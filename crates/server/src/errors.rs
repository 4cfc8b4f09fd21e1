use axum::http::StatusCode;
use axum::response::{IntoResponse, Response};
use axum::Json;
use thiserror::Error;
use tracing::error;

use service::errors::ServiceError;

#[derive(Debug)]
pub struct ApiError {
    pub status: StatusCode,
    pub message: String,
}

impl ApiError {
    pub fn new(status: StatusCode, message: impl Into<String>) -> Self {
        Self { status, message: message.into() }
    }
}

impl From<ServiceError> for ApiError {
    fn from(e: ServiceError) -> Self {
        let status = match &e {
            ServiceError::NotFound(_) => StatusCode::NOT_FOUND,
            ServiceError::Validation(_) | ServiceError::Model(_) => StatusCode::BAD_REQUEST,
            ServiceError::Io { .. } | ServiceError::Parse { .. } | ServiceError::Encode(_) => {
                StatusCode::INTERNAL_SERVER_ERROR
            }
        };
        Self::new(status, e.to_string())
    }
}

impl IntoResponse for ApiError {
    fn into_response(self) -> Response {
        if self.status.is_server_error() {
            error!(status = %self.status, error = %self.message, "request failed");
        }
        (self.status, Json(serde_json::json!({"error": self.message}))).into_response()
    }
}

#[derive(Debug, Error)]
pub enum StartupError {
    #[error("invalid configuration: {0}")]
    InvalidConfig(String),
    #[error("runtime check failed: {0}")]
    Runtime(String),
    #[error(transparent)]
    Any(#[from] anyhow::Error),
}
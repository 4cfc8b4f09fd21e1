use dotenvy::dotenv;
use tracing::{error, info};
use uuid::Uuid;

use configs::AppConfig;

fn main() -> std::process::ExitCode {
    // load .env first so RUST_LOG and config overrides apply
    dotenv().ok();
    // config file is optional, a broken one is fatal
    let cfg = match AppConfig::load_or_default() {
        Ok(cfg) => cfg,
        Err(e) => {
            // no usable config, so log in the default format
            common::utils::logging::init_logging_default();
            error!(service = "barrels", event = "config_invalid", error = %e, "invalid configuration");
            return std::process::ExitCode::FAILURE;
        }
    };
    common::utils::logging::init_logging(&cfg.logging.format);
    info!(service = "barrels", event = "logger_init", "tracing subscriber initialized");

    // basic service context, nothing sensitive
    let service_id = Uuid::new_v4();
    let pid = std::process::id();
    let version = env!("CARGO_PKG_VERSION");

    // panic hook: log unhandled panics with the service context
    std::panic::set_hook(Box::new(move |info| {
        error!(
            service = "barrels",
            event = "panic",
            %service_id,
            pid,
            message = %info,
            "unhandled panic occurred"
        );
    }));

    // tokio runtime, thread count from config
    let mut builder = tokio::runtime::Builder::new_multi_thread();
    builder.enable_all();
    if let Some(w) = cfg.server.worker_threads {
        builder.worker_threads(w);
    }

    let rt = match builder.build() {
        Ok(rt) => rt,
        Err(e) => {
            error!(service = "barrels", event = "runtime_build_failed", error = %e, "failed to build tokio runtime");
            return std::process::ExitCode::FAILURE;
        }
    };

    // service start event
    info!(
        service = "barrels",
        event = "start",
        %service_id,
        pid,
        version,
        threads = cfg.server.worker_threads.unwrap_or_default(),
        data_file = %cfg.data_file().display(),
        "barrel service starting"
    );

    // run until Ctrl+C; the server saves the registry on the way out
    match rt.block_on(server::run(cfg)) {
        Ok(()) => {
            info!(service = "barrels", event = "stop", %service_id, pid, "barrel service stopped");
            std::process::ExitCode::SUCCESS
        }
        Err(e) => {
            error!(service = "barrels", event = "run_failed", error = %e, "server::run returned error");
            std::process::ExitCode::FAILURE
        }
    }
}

---

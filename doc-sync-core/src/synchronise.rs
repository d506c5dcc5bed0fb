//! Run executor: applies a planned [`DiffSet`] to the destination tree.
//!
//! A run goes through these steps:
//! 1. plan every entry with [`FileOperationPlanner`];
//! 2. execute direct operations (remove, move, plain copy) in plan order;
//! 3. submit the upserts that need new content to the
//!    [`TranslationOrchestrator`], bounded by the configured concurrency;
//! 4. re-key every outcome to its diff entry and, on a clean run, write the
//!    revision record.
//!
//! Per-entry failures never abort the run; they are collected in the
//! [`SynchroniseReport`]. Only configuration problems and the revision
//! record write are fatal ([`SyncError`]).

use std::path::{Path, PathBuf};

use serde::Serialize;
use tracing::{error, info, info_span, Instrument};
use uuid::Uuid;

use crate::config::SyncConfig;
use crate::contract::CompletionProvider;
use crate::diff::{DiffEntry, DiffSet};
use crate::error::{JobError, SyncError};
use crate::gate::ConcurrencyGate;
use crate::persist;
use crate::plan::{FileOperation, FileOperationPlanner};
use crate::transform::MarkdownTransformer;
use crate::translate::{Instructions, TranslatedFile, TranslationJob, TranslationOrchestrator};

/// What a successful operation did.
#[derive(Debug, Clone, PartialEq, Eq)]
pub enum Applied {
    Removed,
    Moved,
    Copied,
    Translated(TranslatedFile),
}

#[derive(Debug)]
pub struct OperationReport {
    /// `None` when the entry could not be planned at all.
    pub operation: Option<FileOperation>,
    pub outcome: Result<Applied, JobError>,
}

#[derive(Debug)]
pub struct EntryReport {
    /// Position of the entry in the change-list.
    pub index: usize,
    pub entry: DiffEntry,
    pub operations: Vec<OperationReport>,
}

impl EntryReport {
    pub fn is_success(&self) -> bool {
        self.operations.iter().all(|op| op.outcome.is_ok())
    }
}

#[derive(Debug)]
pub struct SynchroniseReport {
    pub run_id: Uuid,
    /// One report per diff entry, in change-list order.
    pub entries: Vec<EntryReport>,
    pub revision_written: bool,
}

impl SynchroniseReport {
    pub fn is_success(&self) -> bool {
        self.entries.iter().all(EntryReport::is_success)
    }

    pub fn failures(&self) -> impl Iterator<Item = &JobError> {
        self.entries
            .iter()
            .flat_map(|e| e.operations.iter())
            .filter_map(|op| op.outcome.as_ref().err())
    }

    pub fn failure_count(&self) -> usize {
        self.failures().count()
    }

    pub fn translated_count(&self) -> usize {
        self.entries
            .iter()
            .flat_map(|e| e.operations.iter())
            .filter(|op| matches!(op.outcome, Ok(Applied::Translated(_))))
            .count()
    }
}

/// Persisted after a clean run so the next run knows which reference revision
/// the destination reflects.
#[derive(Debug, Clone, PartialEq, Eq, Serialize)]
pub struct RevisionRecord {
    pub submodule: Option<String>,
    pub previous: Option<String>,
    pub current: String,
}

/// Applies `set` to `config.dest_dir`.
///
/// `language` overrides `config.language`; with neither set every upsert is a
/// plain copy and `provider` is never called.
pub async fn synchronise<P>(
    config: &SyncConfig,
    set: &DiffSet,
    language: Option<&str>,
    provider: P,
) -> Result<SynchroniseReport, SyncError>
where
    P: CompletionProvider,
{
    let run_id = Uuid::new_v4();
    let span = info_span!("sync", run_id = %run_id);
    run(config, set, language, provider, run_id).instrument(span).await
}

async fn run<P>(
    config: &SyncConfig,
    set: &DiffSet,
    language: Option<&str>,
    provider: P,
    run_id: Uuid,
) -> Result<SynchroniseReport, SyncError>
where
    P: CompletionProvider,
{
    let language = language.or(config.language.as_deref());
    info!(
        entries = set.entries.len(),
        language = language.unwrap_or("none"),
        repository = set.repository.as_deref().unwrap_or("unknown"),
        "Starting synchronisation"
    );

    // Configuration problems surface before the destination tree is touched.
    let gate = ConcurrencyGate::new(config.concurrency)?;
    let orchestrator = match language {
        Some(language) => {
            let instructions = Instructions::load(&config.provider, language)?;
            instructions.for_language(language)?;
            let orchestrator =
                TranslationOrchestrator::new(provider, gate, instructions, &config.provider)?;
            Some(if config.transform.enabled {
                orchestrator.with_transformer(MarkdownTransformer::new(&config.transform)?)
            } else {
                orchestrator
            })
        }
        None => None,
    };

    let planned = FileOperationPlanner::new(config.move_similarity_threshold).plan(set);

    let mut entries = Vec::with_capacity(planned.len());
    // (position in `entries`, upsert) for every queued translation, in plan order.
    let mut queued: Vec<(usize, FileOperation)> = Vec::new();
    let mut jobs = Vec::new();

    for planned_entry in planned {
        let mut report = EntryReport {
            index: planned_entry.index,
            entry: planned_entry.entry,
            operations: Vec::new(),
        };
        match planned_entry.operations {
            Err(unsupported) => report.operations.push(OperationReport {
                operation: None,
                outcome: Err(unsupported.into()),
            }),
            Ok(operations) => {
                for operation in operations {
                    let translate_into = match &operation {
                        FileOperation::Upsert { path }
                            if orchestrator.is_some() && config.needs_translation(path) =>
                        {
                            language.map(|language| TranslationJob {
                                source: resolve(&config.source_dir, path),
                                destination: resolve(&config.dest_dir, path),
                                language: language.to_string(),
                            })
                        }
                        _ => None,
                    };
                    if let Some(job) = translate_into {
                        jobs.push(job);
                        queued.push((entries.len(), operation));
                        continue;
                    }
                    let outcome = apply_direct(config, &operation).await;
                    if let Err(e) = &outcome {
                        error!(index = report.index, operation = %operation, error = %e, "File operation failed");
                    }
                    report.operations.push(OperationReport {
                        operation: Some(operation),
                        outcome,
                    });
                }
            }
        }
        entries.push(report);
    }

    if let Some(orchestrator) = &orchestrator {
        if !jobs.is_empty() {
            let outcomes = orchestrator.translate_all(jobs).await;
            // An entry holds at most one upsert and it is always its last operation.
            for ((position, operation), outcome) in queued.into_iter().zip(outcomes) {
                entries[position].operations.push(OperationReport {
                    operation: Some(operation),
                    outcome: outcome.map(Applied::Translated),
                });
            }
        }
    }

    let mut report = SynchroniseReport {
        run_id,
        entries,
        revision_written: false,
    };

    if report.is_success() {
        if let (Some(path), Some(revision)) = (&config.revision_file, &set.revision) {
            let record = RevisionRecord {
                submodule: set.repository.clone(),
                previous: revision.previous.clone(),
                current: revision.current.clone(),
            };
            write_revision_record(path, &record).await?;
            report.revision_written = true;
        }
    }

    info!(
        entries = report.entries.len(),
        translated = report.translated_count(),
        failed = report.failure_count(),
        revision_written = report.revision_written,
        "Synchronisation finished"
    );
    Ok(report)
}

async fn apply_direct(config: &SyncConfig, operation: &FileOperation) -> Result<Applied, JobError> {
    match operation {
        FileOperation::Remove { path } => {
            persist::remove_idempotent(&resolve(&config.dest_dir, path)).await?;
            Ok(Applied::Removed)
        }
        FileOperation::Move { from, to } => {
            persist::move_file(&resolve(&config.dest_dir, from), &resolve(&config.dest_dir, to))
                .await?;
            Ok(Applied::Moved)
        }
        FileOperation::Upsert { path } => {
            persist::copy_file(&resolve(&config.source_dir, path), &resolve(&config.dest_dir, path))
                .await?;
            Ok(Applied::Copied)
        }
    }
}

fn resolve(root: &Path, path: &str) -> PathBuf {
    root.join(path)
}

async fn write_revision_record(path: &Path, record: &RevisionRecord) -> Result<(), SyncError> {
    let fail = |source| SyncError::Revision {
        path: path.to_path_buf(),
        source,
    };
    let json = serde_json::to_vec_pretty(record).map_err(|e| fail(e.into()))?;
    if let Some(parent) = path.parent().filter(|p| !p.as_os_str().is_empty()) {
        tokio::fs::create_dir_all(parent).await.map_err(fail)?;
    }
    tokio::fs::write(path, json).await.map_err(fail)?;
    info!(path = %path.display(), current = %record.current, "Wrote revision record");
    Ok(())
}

● Problem statement: Write out each line above with the word "PartialEq".

● Worked solution:
#[derive(Debug, Clone, PartialEq, Eq)]
#[derive(Debug, Clone, PartialEq, Eq, Serialize)]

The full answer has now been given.